5 years ago the Dutch Test Association published a book that described the changes in the testing profession. I was one of the 7 authors and we organized a few workshops on the theme. Last may we hosted a retrospective workshop during which the participants evaluated the 2012 predictions. Key question during this workshop was: What is the status of the profession and what skills and role should a tester take in order to add value and a job.

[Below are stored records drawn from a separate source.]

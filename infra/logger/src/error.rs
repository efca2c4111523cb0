use std::borrow::Cow;

/// Errors that can occur during logger initialization.
#[spore_derive::spore_error]
pub enum LoggerError {
    /// Failure when configuring the rolling file appender (e.g., invalid path).
    #[error("Rolling file appender error{}: {source}", format_context(.context))]
    Appender { source: tracing_appender::rolling::InitError, context: Option<Cow<'static, str>> },

    /// A global tracing subscriber was already installed in this process.
    #[error("Tracing subscriber error{}: {source}", format_context(.context))]
    Subscriber {
        source: tracing_subscriber::util::TryInitError,
        context: Option<Cow<'static, str>>,
    },

    #[error("Internal logger error{}: {message}", format_context(.context))]
    Internal { message: Cow<'static, str>, context: Option<Cow<'static, str>> },

    #[error("Invalid logger configuration{}: {message}", format_context(.context))]
    InvalidConfiguration { message: Cow<'static, str>, context: Option<Cow<'static, str>> },
}
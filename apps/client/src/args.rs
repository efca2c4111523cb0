//! # CLI Argument Definitions

use clap::{Parser, Subcommand};
use spore_client::DEFAULT_URL;
use std::path::PathBuf;

#[derive(Debug, Parser)]
#[command(name = "spore-client")]
#[command(author = env!("CARGO_PKG_AUTHORS"))]
#[command(version = env!("CARGO_PKG_VERSION"))]
#[command(arg_required_else_help = true)]
#[command(about = "Command line client for the SporeCheck toxicity classifier")]
pub struct Cli {
    /// Base URL of the server
    #[arg(long, global = true, env = "SPORE_URL", default_value = DEFAULT_URL)]
    pub url: String,

    /// Log level (trace, debug, info, warn, error)
    #[arg(long, global = true, default_value = "warn")]
    pub log_level: String,

    #[command(subcommand)]
    pub command: Command,
}

#[derive(Debug, Subcommand)]
pub enum Command {
    /// Classify one mushroom read from a JSON file
    Predict {
        /// File holding a single mushroom object
        file: PathBuf,
    },
    /// Probability that one mushroom is poisonous
    PredictProba { file: PathBuf },
    /// Classify every mushroom of a JSON file
    PredictBatch {
        /// A list of mushrooms or a `{"mushrooms": [...]}` body
        file: PathBuf,
    },
    /// Probabilities for every mushroom of a JSON file
    PredictProbaBatch { file: PathBuf },
    /// Show when the current model was trained
    Status,
    /// Upload a CSV or ZIP dataset and train a new model
    Fit {
        /// `.csv` file or `.zip` archive containing one
        dataset: PathBuf,
    },
}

In my 2017 ATD presentation I shared the results that of this workshop. I shared the highlights of the book, told what predictions were correct and which were incorrect. But most of all I will shared the opinion of or fellow testers: What do roles do they have now, and what roles do they expect to have in 5 years from now.
Join this session if you are sometimes worried about the sustainability of your role, if you want to specialize yourself but wonder what specialisms are a safe bet, if you want to stay ahead of the game and be prepared for the future.
Top Features to Include in Your Winzo Clone App for Business Growth (4).pptxrickgrimesss22
Discover the essential features to incorporate in your Winzo clone app to boost business growth, enhance user engagement, and drive revenue. Learn how to create a compelling gaming experience that stands out in the competitive market.
AI Pilot Review: The World’s First Virtual Assistant Marketing SuiteGoogle
AI Pilot Review: The World’s First Virtual Assistant Marketing Suite
👉👉 Click Here To Get More Info 👇👇
https://sumonreview.com/ai-pilot-review/
AI Pilot Review: Key Features
✅Deploy AI expert bots in Any Niche With Just A Click
✅With one keyword, generate complete funnels, websites, landing pages, and more.
✅More than 85 AI features are included in the AI pilot.
✅No setup or configuration; use your voice (like Siri) to do whatever you want.
✅You Can Use AI Pilot To Create your version of AI Pilot And Charge People For It…
✅ZERO Manual Work With AI Pilot. Never write, Design, Or Code Again.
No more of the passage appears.